Building Friendships and Trust Between Autistic Pupils
There is a tendency to keep students who have historic issues separate with managed contact to build tolerance and rebuild trust and the relationship slowly. This is carefully managed to avoid causing anxiety. We have a mix of needs within the student population. It is the relationships between students who would make great friends that can be the most volatile.
In this example, we have two students who share a residential area but different classes. Both are able to verbalise and conduct a conversation but have difficulties with emotions and communicating their thoughts & feelings. Neither had any close friends as such but could be emphatic and caring towards others especially the students who require greater staff support. Jack was new to the school, it was his first residential placement, and he was very sensitive to other pupils’ behaviours reacting to and mimicking them at times.
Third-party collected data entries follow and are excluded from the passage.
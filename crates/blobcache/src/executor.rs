use std::{collections::VecDeque, fmt, sync::Arc};

use parking_lot::Mutex;

/// A unit of work scheduled by [`CacheFileRegion`](crate::CacheFileRegion)
/// population. Never runs under the service lock.
pub type Task = Box<dyn FnOnce() + Send>;

/// A substitutable place to run population/read tasks.
///
/// The source system names two pools by role, "bulk" (prefetch,
/// `maybeFetchFullEntry`) and "generic" (everything else); callers pick
/// which their `Executors` handle routes to by calling [`Executors::bulk`]
/// or [`Executors::generic`].
pub trait Executor: Send + Sync + fmt::Debug {
    fn spawn(&self, task: Task);
}

/// The pair of executors a [`SharedBlobCacheService`](crate::SharedBlobCacheService)
/// is configured with.
#[derive(Clone)]
pub struct Executors {
    pub bulk: Arc<dyn Executor>,
    pub generic: Arc<dyn Executor>,
}

impl fmt::Debug for Executors {
    fn fmt(&self, f: &mut fmt::Formatter<'_>) -> fmt::Result {
        f.debug_struct("Executors")
            .field("bulk", &self.bulk)
            .field("generic", &self.generic)
            .finish()
    }
}

impl Executors {
    /// Both roles backed by the same `rayon` global thread pool.
    pub fn rayon_shared() -> Self {
        let executor: Arc<dyn Executor> = Arc::new(RayonExecutor);
        Self {
            bulk: executor.clone(),
            generic: executor,
        }
    }

    /// Both roles backed by one [`ManualExecutor`], for deterministic tests.
    pub fn manual_shared() -> (Self, Arc<ManualExecutor>) {
        let executor = Arc::new(ManualExecutor::default());
        (
            Self {
                bulk: executor.clone(),
                generic: executor.clone(),
            },
            executor,
        )
    }
}

/// Runs tasks on `rayon`'s global thread pool.
#[derive(Debug, Default)]
pub struct RayonExecutor;

impl Executor for RayonExecutor {
    fn spawn(&self, task: Task) {
        rayon::spawn(task);
    }
}

/// Runs a task synchronously on the calling thread. Useful for callers who
/// want population to block, or as a sub-pool with a single worker.
#[derive(Debug, Default)]
pub struct DirectExecutor;

impl Executor for DirectExecutor {
    fn spawn(&self, task: Task) {
        task();
    }
}

/// Queues tasks instead of running them; a test drives execution explicitly
/// via [`ManualExecutor::run_all`] / [`ManualExecutor::run_one`].
///
/// This is the "fake executor that runs tasks synchronously on demand"
/// called for in the source system's design notes.
#[derive(Default)]
pub struct ManualExecutor {
    queue: Mutex<VecDeque<Task>>,
}

impl fmt::Debug for ManualExecutor {
    fn fmt(&self, f: &mut fmt::Formatter<'_>) -> fmt::Result {
        f.debug_struct("ManualExecutor")
            .field("pending", &self.pending())
            .finish()
    }
}

impl ManualExecutor {
    /// Number of tasks queued but not yet run.
    pub fn pending(&self) -> usize {
        self.queue.lock().len()
    }

    /// Runs the oldest queued task, if any. Returns whether one ran.
    pub fn run_one(&self) -> bool {
        let task = self.queue.lock().pop_front();
        match task {
            Some(task) => {
                task();
                true
            }
            None => false,
        }
    }

    /// Runs all currently-queued tasks, including ones a running task
    /// itself enqueues, until the queue is empty. Returns the number run.
    pub fn run_all(&self) -> usize {
        let mut ran = 0;
        while self.run_one() {
            ran += 1;
        }
        ran
    }
}

impl Executor for ManualExecutor {
    fn spawn(&self, task: Task) {
        self.queue.lock().push_back(task);
    }
}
Sean had been at the school since he was 11, he had formed good bonds with certain staff but had become increasingly frustrated by the nature or life at school as he saw himself as more adult and independent than his peers. If you have worked in specialist provisions I’m sure you can relate to this.
After witnessing Sean’s behaviour Jack began saying he was bad and became wary of him but in a way tried to provoke behaviours. Sean would chase and try halfheartedly to confront Jack knowing the staff would intervene.
Making a Plan to Facilitate Friendship
One day Sean said he would like to be friends with Jack. Great! As Jack was in my class I discussed with a teaching assistant from Sean’s class how we could get them together for a positive experience. It was decided that Sean would go and buy the ingredients to make lunch for Jack. So Sean came to my class to ask what Jack wanted for lunch. A great discussion followed, both students were respectful and Sean changed his voice and manner of speech, quieter, non-confrontational.
As lunchtime approached I took student Jack to the kitchen, hands were shaken and cooking began. Sean kept initiating the discussion by asking questions about Jack’s interests. Jack answered, without eye contact but standing near. Negotiations about sauce took place and two separate pans were found as a compromise suggested by staff.
The lunch was eaten and the staff told students how proud they were. Each student expressed enjoyment, hands were shaken and the students went back to class. Following this relationships improved and no incidents between them occurred, A success and great to see students interacting appropriately.